American journalist (born 1953)

John Marion Tierney (born March 25, 1953) is an American journalist and a contributing editor to City Journal, the Manhattan Institute's quarterly publication. Previously he had been a reporter and columnist at the New York Times for three decades since 1990. A self-described contrarian, Tierney is a critic of aspects of environmentalism, the "science establishment," and big government, but he does support the goal of limiting overall emissions of carbon dioxide.

==Early and personal life==
Tierney was born on March 25, 1953, outside Chicago, and grew up in "the Midwest, South America and Pittsburgh". He graduated from Yale University in 1976. He was previously married to Dana Tierney, with whom he had one child. They later divorced; Tierney married anthropologist and love expert Helen Fisher in 2020.

==Career==
After graduating from college, Tierney was a newspaper reporter for four years, first at the Bergen Record in New Jersey and then at the Washington Star.

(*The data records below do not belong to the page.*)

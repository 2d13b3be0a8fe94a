use std::path::PathBuf;

use clap::Args;
use eyre::Result;

use super::{GlobalArgs, UnwrapOrExit};
use crate::{
    ops::{self, GenerateOptions},
    reports::Report,
};

#[derive(Args)]
pub struct GenerateTypeFileCommand {
    /// Definition file to read (e.g. coord.type.js)
    pub input: PathBuf,

    /// Module to write (e.g. src/types/coord.js)
    pub output: PathBuf,

    /// Preview generated code without writing to disk
    #[arg(long)]
    pub dry_run: bool,

    /// Write a JSON snapshot of each compilation phase into this directory
    #[arg(long, value_name = "DIR")]
    pub visualize: Option<PathBuf>,
}

impl GenerateTypeFileCommand {
    pub fn run(&self, global: &GlobalArgs) -> Result<()> {
        let config = global.load_config()?;
        let (parsed, definition) = ops::load(&self.input, &config).unwrap_or_exit();

        let report = ops::generate_type_file(
            parsed,
            definition,
            &config,
            GenerateOptions {
                output: &self.output,
                dry_run: self.dry_run,
                visualize: self.visualize.as_deref(),
            },
        )?;
        report.render(&mut global.output());
        Ok(())
    }
}
//! Hooks around pipeline phases.

use eyre::Result;

use super::CompilationContext;

/// Receives a callback before and after every phase.
///
/// Returning an error from either hook aborts the pipeline.
pub trait Plugin: Send + Sync {
    fn name(&self) -> &'static str;

    #[allow(unused_variables)]
    fn on_before_phase(&self, phase: &str, ctx: &mut CompilationContext) -> Result<()> {
        Ok(())
    }

    #[allow(unused_variables)]
    fn on_after_phase(&self, phase: &str, ctx: &mut CompilationContext) -> Result<()> {
        Ok(())
    }
}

Starting in 1980, he spent ten years in magazine journalism writing for such magazines as Atlantic Monthly, Discover, Esquire, Health, National Geographic Traveler, New York, Newsweek, Outside, Rolling Stone. Tierney began working at The New York Times in 1990 as a "general assignment" reporter in the Metro section. Tierney writes a science column, "Findings", for the Times. He previously wrote the TierneyLab blog for the Times. In 2005, Tierney began to write for the Times Op-Ed page and as of 2015 his writings appeared in both the Times Op-Ed and "Findings" science column. He also writes for the City Journal.

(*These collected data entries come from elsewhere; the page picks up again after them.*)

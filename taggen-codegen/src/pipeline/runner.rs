//! Pipeline orchestrator.

use eyre::Result;
use taggen_schema::{ParseResult, TypeDefinition};

use super::{
    CompilationContext, Phase, Plugin,
    phases::{AnalyzePhase, ValidatePhase},
};

/// Runs the built-in phases, then any added ones, with plugin hooks around
/// each.
///
/// ```ignore
/// let pipeline = Pipeline::new()
///     .plugin(SnapshotPlugin::with_output_dir(".taggen/debug"))
///     .phase(MyCustomPhase);
///
/// let ctx = pipeline.run(parsed, definition)?;
/// ```
pub struct Pipeline {
    validate: ValidatePhase,
    phases: Vec<Box<dyn Phase>>,
    plugins: Vec<Box<dyn Plugin>>,
}

impl Pipeline {
    pub fn new() -> Self {
        Self {
            validate: ValidatePhase::new(),
            phases: Vec::new(),
            plugins: Vec::new(),
        }
    }

    /// Add a phase to run after the built-in phases.
    pub fn phase(mut self, phase: impl Phase + 'static) -> Self {
        self.phases.push(Box::new(phase));
        self
    }

    pub fn plugin(mut self, plugin: impl Plugin + 'static) -> Self {
        self.plugins.push(Box::new(plugin));
        self
    }

    /// Compile one validated definition.
    ///
    /// # Errors
    ///
    /// Returns an error if a phase fails fatally or a lint reports an error.
    pub fn run(&self, parsed: ParseResult, definition: TypeDefinition) -> Result<CompilationContext> {
        let mut ctx = CompilationContext::new(parsed, definition);

        self.run_phase(&self.validate, &mut ctx)?;
        self.run_phase(&AnalyzePhase, &mut ctx)?;
        for phase in &self.phases {
            self.run_phase(phase.as_ref(), &mut ctx)?;
        }

        Ok(ctx)
    }

    fn run_phase(&self, phase: &dyn Phase, ctx: &mut CompilationContext) -> Result<()> {
        let phase_name = phase.name();

        for plugin in &self.plugins {
            plugin.on_before_phase(phase_name, ctx)?;
        }

        phase.run(ctx)?;

        for plugin in &self.plugins {
            plugin.on_after_phase(phase_name, ctx)?;
        }

        Ok(())
    }
}

impl Default for Pipeline {
    fn default() -> Self {
        Self::new()
    }
}

#[cfg(test)]
mod tests {
    use std::sync::{
        Arc, Mutex,
        atomic::{AtomicUsize, Ordering},
    };

    use taggen_core::ImportConfig;
    use taggen_schema::parse_str;

    use super::*;
    use crate::pipeline::Diagnostic;

    struct RecordingPlugin {
        before: Arc<Mutex<Vec<String>>>,
        after: Arc<AtomicUsize>,
    }

    impl Plugin for RecordingPlugin {
        fn name(&self) -> &'static str {
            "recording"
        }

        fn on_before_phase(&self, phase: &str, _ctx: &mut CompilationContext) -> Result<()> {
            self.before.lock().unwrap().push(phase.to_string());
            Ok(())
        }

        fn on_after_phase(&self, _phase: &str, _ctx: &mut CompilationContext) -> Result<()> {
            self.after.fetch_add(1, Ordering::SeqCst);
            Ok(())
        }
    }

    struct NotePhase;

    impl Phase for NotePhase {
        fn name(&self) -> &'static str {
            "note"
        }

        fn run(&self, ctx: &mut CompilationContext) -> Result<()> {
            let count = ctx.analysis()?.constructors.len();
            ctx.diagnostics
                .push(Diagnostic::info("note", format!("{} constructor(s)", count)));
            Ok(())
        }
    }

    fn parse(src: &str) -> (ParseResult, TypeDefinition) {
        let parsed = parse_str(src, &ImportConfig::default()).unwrap();
        let definition = parsed.validate().unwrap();
        (parsed, definition)
    }

    const SHAPE: &str = "export const Shape = {\n\
        kind: 'taggedSum',\n\
        variants: { Square: { side: 'Number' }, Circle: { radius: 'Number' } },\n\
    }\n";

    #[test]
    fn test_pipeline_populates_analysis() {
        let (parsed, definition) = parse(SHAPE);
        let ctx = Pipeline::new().run(parsed, definition).unwrap();

        assert_eq!(ctx.analysis().unwrap().constructors.len(), 2);
        assert!(ctx.diagnostics.is_empty());
    }

    #[test]
    fn test_plugin_hooks_wrap_every_phase() {
        let before = Arc::new(Mutex::new(Vec::new()));
        let after = Arc::new(AtomicUsize::new(0));
        let plugin = RecordingPlugin {
            before: before.clone(),
            after: after.clone(),
        };

        let (parsed, definition) = parse(SHAPE);
        let ctx = Pipeline::new()
            .plugin(plugin)
            .phase(NotePhase)
            .run(parsed, definition)
            .unwrap();

        assert_eq!(*before.lock().unwrap(), vec!["validate", "analyze", "note"]);
        assert_eq!(after.load(Ordering::SeqCst), 3);
        assert_eq!(ctx.diagnostics[0].message, "2 constructor(s)");
    }
}
//! Reading `.type.js` definition files.
//!
//! A definition file is a JavaScript module exporting one object literal
//! that describes a `tagged` or `taggedSum` type. This crate tokenizes and
//! parses the module, resolves identifiers through local constants and
//! relative imports, and validates the result into a [`TypeDefinition`].

// Miette's derive macro generates code that triggers these warnings
#![allow(unused_assignments)]

pub mod ast;
mod definition;
mod error;
mod parse;
mod resolve;
pub mod syntax;
mod validate;
mod value;

pub use ast::{ImportKind, ImportSpecifier};
pub use definition::{Element, FieldKind, FieldMap, FieldType, Pattern, Primitive, TypeDefinition};
pub use error::{Error, Result, SourceContext};
pub use parse::{
    FunctionInfo, ImportInfo, ParseResult, RawDefinition, parse_file, parse_str,
    parse_str_with_filename,
};
pub use validate::{ParseContext, parse_type_string, validate};
pub use value::{RegexLiteral, SymbolicRef, Value, format_number};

In 2009, Tierney wrote about mathematics popularizer Martin Gardner and in that same year started featuring recreational mathematics problems, often curated by Pradeep Mutalik in his New York Times TierneyLab blog. In 2010, Tierney retired from writing the blog, and Mutalik continued it under a new name (NumberPlay). In time, Gary Antonick took that over until he retired it in October 2016.

==Views==
Tierney described his TierneyLab blog as being "guided by two founding principles":
- Just because an idea appeals to a lot of people doesn't mean it's wrong.
- But that's a good working theory.

The About section of the TierneyLab blog started with, "John Tierney always wanted to be a scientist but went into journalism because its peer-review process was a great deal easier to sneak through". Tierney identifies himself as a libertarian and has become increasingly identified with libertarianism.

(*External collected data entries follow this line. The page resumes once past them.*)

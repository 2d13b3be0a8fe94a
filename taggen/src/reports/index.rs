//! Index command report data structures.

use std::path::PathBuf;

use super::output::{Output, Report};

#[derive(Debug)]
pub struct IndexReport {
    /// Path of the index file.
    pub path: PathBuf,
    pub result: IndexResult,
}

#[derive(Debug)]
pub enum IndexResult {
    /// Missing or empty directory; nothing was written.
    Empty,
    Written {
        /// `Coord from ./coord.js`
        exports: Vec<String>,
        unchanged: bool,
    },
    Preview {
        exports: Vec<String>,
        content: String,
    },
}

impl Report for IndexReport {
    fn render(&self, out: &mut dyn Output) {
        let path = self.path.display().to_string();
        match &self.result {
            IndexResult::Empty => {
                let dir = self.path.parent().unwrap_or(&self.path);
                out.preformatted(&format!(
                    "No generated types in {}; skipping index",
                    dir.display()
                ));
            }
            IndexResult::Written { exports, unchanged: true } => {
                out.key_value("Unchanged", &format!("{} ({} types)", path, exports.len()));
            }
            IndexResult::Written { exports, .. } => {
                out.section(&format!("Generated {}", path));
                for export in exports {
                    out.added_item(export);
                }
            }
            IndexResult::Preview { exports, content } => {
                out.divider(&path);
                out.preformatted(content);
                out.preformatted(&format!("{} types would be indexed", exports.len()));
            }
        }
    }
}

#[cfg(test)]
mod tests {
    use super::*;
    use crate::reports::output::BufferOutput;

    #[test]
    fn test_written_index_lists_exports() {
        let mut out = BufferOutput::default();
        IndexReport {
            path: PathBuf::from("out/index.js"),
            result: IndexResult::Written {
                exports: vec!["Coord from ./coord.js".to_string()],
                unchanged: false,
            },
        }
        .render(&mut out);

        assert_eq!(
            out.lines,
            vec!["Generated out/index.js:", "  + Coord from ./coord.js"]
        );
    }

    #[test]
    fn test_empty_directory_is_informational() {
        let mut out = BufferOutput::default();
        IndexReport {
            path: PathBuf::from("out/index.js"),
            result: IndexResult::Empty,
        }
        .render(&mut out);

        assert!(out.warnings.is_empty());
        assert_eq!(out.lines, vec!["No generated types in out; skipping index"]);
    }
}
use miette::SourceSpan;

/// Byte range into the source text.
#[derive(Debug, Clone, Copy, PartialEq, Eq, Default)]
pub struct Span {
    pub start: usize,
    pub end: usize,
}

impl Span {
    pub fn new(start: usize, end: usize) -> Self {
        Self { start, end }
    }

    /// Smallest span covering both `self` and `other`.
    pub fn to(self, other: Span) -> Span {
        Span::new(self.start.min(other.start), self.end.max(other.end))
    }
}

impl From<Span> for SourceSpan {
    fn from(span: Span) -> Self {
        SourceSpan::from((span.start, span.end.saturating_sub(span.start)))
    }
}

#[derive(Debug, Clone, PartialEq)]
pub enum TokenKind {
    /// Identifiers and keywords alike.
    Ident(String),
    /// String literal with escapes already decoded.
    Str(String),
    Num(f64),
    /// Template literal. `cooked` is `None` when it has substitutions.
    Template { cooked: Option<String> },
    Regex { pattern: String, flags: String },
    Punct(&'static str),
}

#[derive(Debug, Clone, PartialEq)]
pub struct Token {
    pub kind: TokenKind,
    pub span: Span,
    /// A line terminator separates this token from the previous one.
    pub newline_before: bool,
}

impl Token {
    pub fn is_punct(&self, p: &str) -> bool {
        matches!(&self.kind, TokenKind::Punct(q) if *q == p)
    }

    pub fn is_ident(&self, name: &str) -> bool {
        matches!(&self.kind, TokenKind::Ident(n) if n == name)
    }

    pub fn ident(&self) -> Option<&str> {
        match &self.kind {
            TokenKind::Ident(name) => Some(name),
            _ => None,
        }
    }

    /// Whether an expression may end with this token.
    pub(crate) fn can_end_expression(&self) -> bool {
        match &self.kind {
            TokenKind::Ident(name) => !OPERATOR_KEYWORDS.contains(&name.as_str()),
            TokenKind::Str(_)
            | TokenKind::Num(_)
            | TokenKind::Template { .. }
            | TokenKind::Regex { .. } => true,
            TokenKind::Punct(p) => matches!(*p, ")" | "]" | "}" | "++" | "--"),
        }
    }

    /// Whether this token, at the start of a line, continues the previous
    /// expression rather than starting a new statement.
    pub(crate) fn continues_expression(&self) -> bool {
        match &self.kind {
            TokenKind::Punct(p) => !matches!(*p, "++" | "--" | "!" | "~" | "{" | "}" | ")" | "]" | ";"),
            TokenKind::Template { .. } => true,
            _ => false,
        }
    }
}

/// Keywords after which an expression cannot end.
const OPERATOR_KEYWORDS: &[&str] = &[
    "await", "case", "class", "const", "delete", "do", "else", "export", "extends", "function",
    "import", "in", "instanceof", "let", "new", "return", "throw", "typeof", "var", "void", "yield",
];

/// Keywords after which a `/` starts a regular expression.
pub(crate) const REGEX_PREFIX_KEYWORDS: &[&str] = &[
    "await", "case", "delete", "do", "else", "in", "instanceof", "new", "return", "throw",
    "typeof", "void", "yield",
];

/// Punctuators, longest first so the lexer takes the longest match.
pub(crate) const PUNCTUATORS: &[&str] = &[
    ">>>=", "...", "===", "!==", "**=", "<<=", ">>=", ">>>", "&&=", "||=", "??=", "=>", "==",
    "!=", "<=", ">=", "&&", "||", "??", "?.", "++", "--", "+=", "-=", "*=", "/=", "%=", "&=",
    "|=", "^=", "**", "<<", ">>", "{", "}", "(", ")", "[", "]", ";", ",", "<", ">", "+", "-",
    "*", "/", "%", "&", "|", "^", "!", "~", "?", ":", "=", ".", "@", "#",
];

His column about New York, "The Big City", ran in the New York Times Magazine and the Metro section from 1994 to 2002. His criticism of rent stabilization, the war on drugs, Amtrak and compulsory recycling, have been described as questioning "some of the complacent shibboleths of urban liberalism". In 1996, his column "Recycling Is Garbage" broke the New York Times Magazines hate mail record, and was praised by libertarians for bringing "libertarian ideas to America's big-government bible". Critics complained that, in the article, he quoted "not a single representative of the recycling industry", but did cite the head of "an environmental consulting business for hire to solid waste companies". In a similar contrarian vein, in 2001 Tierney cited a study suggesting that global warming would boost the U.S. economy.

Joseph J. Romm has written that Tierney is one of the "influential but misinformed skeptics" who have helped prevent the United States from taking action on climate change. In his 2007 book Hell and High Water, Romm refutes Tierney's misinformation. Columbia Journalism Review complains Tierney "has a tendency to support his point of view using sources with a clear ideological or special interest agenda, without properly identifying them".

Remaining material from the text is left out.